Faire des opérations simples avec peu de qubits

L’intérêt de l’ordinateur quantique est qu’il est possible de trouver en une seule opération la bonne combinaison de facteurs répondant à un problème. Tandis qu’un ordinateur classique doit évaluer toutes les combinaisons possibles les unes après les autres, quitte à y passer des centaines d’années.

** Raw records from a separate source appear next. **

impl MockDiscoverer {
    pub fn new(descriptors: Vec<WalletDescriptor>) -> Self {
        Self {
            descriptors: RwLock::new(descriptors),
            delay: std::time::Duration::from_millis(50),
            fail: std::sync::atomic::AtomicBool::new(false),
            calls: std::sync::atomic::AtomicUsize::new(0),
        }
    }

    pub fn set_descriptors(&self, descriptors: Vec<WalletDescriptor>) {
        *self.descriptors.write().unwrap() = descriptors;
    }

    pub fn set_fail(&self, fail: bool) {
        self.fail.store(fail, std::sync::atomic::Ordering::SeqCst);
    }

    pub fn calls(&self) -> usize {
        self.calls.load(std::sync::atomic::Ordering::SeqCst)
    }
}

#[async_trait::async_trait]
impl Discoverer for MockDiscoverer {
    async fn discover(&self, _requested: &BTreeSet<AddressType>) -> Result<Vec<WalletDescriptor>> {
        self.calls.fetch_add(1, std::sync::atomic::Ordering::SeqCst);
        tokio::time::sleep(self.delay).await;
        if self.fail.load(std::sync::atomic::Ordering::SeqCst) {
            return Err(ConnectError::Connection("probe exploded".to_string()));
        }
        Ok(self.descriptors.read().unwrap().clone())
    }
}

#[cfg(test)]
mod tests {
    use super::*;
    use crate::chain::MockChainProvider;

    fn descriptor(id: &str, address_type: AddressType) -> WalletDescriptor {
        WalletDescriptor::new(id, id, DiscoverySource::Eip6963).with_chain(Arc::new(
            MockChainProvider::new(address_type, vec!["addr1"]),
        ))
    }

    fn all_types() -> BTreeSet<AddressType> {
        BTreeSet::from([AddressType::Solana, AddressType::Ethereum])
    }

    #[tokio::test(start_paused = true)]
    async fn test_concurrent_discover_probes_once() {
        let discoverer = Arc::new(MockDiscoverer::new(vec![descriptor(
            "glow",
            AddressType::Solana,
        )]));
        let registry = WalletRegistry::new(discoverer.clone());

        let types = all_types();
        let (a, b, c) = tokio::join!(
            registry.discover(&types),
            registry.discover(&types),
            registry.discover(&types),
        );

        assert_eq!(a.unwrap().len(), 1);
        assert_eq!(b.unwrap().len(), 1);
        assert_eq!(c.unwrap().len(), 1);
        assert_eq!(discoverer.calls(), 1);
        assert!(registry.has("glow"));
    }

    #[tokio::test(start_paused = true)]
    async fn test_late_awaiter_cannot_split_newer_probe() {
        let discoverer = Arc::new(MockDiscoverer::new(vec![descriptor(
            "glow",
            AddressType::Solana,
        )]));
        let registry = WalletRegistry::new(discoverer.clone());
        let types = all_types();

        let spawn_discover = || {
            let registry = registry.clone();
            let types = types.clone();
            tokio::spawn(async move { registry.discover(&types).await })
        };

        // First generation: an owner plus a parked joiner.
        let j1 = spawn_discover();
        let j2 = spawn_discover();
        tokio::task::yield_now().await;

        // Fire the first probe, then start two more callers while the first
        // generation's awaiters are still resuming. However the resumptions
        // interleave with the new arrivals, the late callers share at most
        // one follow-up probe; a stale awaiter clearing the in-flight marker
        // underneath them would split it in two.
        tokio::time::advance(std::time::Duration::from_millis(50)).await;
        let j3 = spawn_discover();
        tokio::task::yield_now().await;
        let j4 = spawn_discover();

        for handle in [j1, j2, j3, j4] {
            assert_eq!(handle.await.unwrap().unwrap().len(), 1);
        }
        assert!(discoverer.calls() <= 2, "calls = {}", discoverer.calls());
    }

    #[tokio::test(start_paused = true)]
    async fn test_discover_failure_clears_marker_for_retry() {
        let discoverer = Arc::new(MockDiscoverer::new(vec![descriptor(
            "glow",
            AddressType::Solana,
        )]));
        discoverer.set_fail(true);
        let registry = WalletRegistry::new(discoverer.clone());

        assert!(registry.discover(&all_types()).await.is_err());

        discoverer.set_fail(false);
        let wallets = registry.discover(&all_types()).await.unwrap();
        assert_eq!(wallets.len(), 1);
        assert_eq!(discoverer.calls(), 2);
    }

    #[tokio::test(start_paused = true)]
    async fn test_discover_registers_only_matching_types() {
        let discoverer = Arc::new(MockDiscoverer::new(vec![
            descriptor("sol-wallet", AddressType::Solana),
            descriptor("eth-wallet", AddressType::Ethereum),
        ]));
        let registry = WalletRegistry::new(discoverer);

        let solana_only = BTreeSet::from([AddressType::Solana]);
        let wallets = registry.discover(&solana_only).await.unwrap();

        assert_eq!(wallets.len(), 1);
        assert!(registry.has("sol-wallet"));
        assert!(!registry.has("eth-wallet"));
    }

    #[tokio::test]
    async fn test_connection_state_round_trip_and_unknown_id_noop() {
        let registry = WalletRegistry::new(Arc::new(MockDiscoverer::new(vec![])));
        registry.register(descriptor("glow", AddressType::Solana));

        assert!(!registry.is_wallet_connected("glow"));
        registry.set_wallet_connected("glow", true);
        registry.set_wallet_addresses(
            "glow",
            vec![WalletAddress {
                address_type: AddressType::Solana,
                address: "addr1".to_string(),
            }],
        );
        assert!(registry.is_wallet_connected("glow"));
        assert_eq!(registry.get_wallet_addresses("glow").len(), 1);

        // Unknown ids are ignored, not invented.
        registry.set_wallet_connected("ghost", true);
        assert!(!registry.has("ghost"));
        assert!(!registry.is_wallet_connected("ghost"));

        // Disconnect clears recorded addresses.
        registry.set_wallet_connected("glow", false);
        assert!(registry.get_wallet_addresses("glow").is_empty());
    }

    #[tokio::test]
    async fn test_reregister_replaces_but_keeps_order_and_state() {
        let registry = WalletRegistry::new(Arc::new(MockDiscoverer::new(vec![])));
        registry.register(descriptor("first", AddressType::Solana));
        registry.register(descriptor("second", AddressType::Ethereum));
        registry.set_wallet_connected("first", true);

        registry.register(descriptor("first", AddressType::Solana));

        let all = registry.get_all();
        assert_eq!(all.len(), 2);
        assert_eq!(all[0].id, "first");
        assert!(registry.is_wallet_connected("first"));
    }
}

Les qubits, en général des atomes, sont des particules qui obéissent aux lois de la physique quantique. Il est possible de les mettre dans un état de superposition, pour qu’ils aient à la fois la valeur 0 et 1, de sorte que 50 atomes, par exemple, représentent tous les nombres de 0 à 2^50 (2 exposant 50). Il est aussi possible de les intriquer, pour qu’une action sur certains se répercute sur certains autres, à la manière des portes logiques sur un circuit électronique.

Une fois les qubits superposés et intriqués de la façon voulue, il suffit de leur envoyer un signal de lecture qui va geler dans chacun d’eux un 0 ou un 1. Cet ensemble de 0 et de 1 représente la valeur qui se combine le mieux avec le signal de lecture. Et cette valeur est la solution du problème que l’on veut résoudre.

C’est du moins la théorie. En pratique, à cause de la sensibilité des qubits au moindre grain de rayonnement électromagnétique alentour, ils sont susceptibles de perdre leur superposition et leur intrication avant même d’avoir été soumis au signal de lecture, faussant tout le calcul. À l’heure actuelle, il faut placer environ mille qubits pour être sûr qu’au moins un fonctionnera comme prévu. Mais lequel ? D’autant que le résultat que l’on cherche s’écrit généralement en binaire avec plusieurs 0 et 1 successifs. Vérifier l’exactitude de chaque fragment du résultat ramène à la contrainte de départ : un délai trop long pour trouver la solution d’un problème. À cela s’ajoute la difficulté de réunir autant de qubits dans le système ; diverses techniques de pointe sont sollicitées, de la supraconductivité aux ions piégés dans le vide.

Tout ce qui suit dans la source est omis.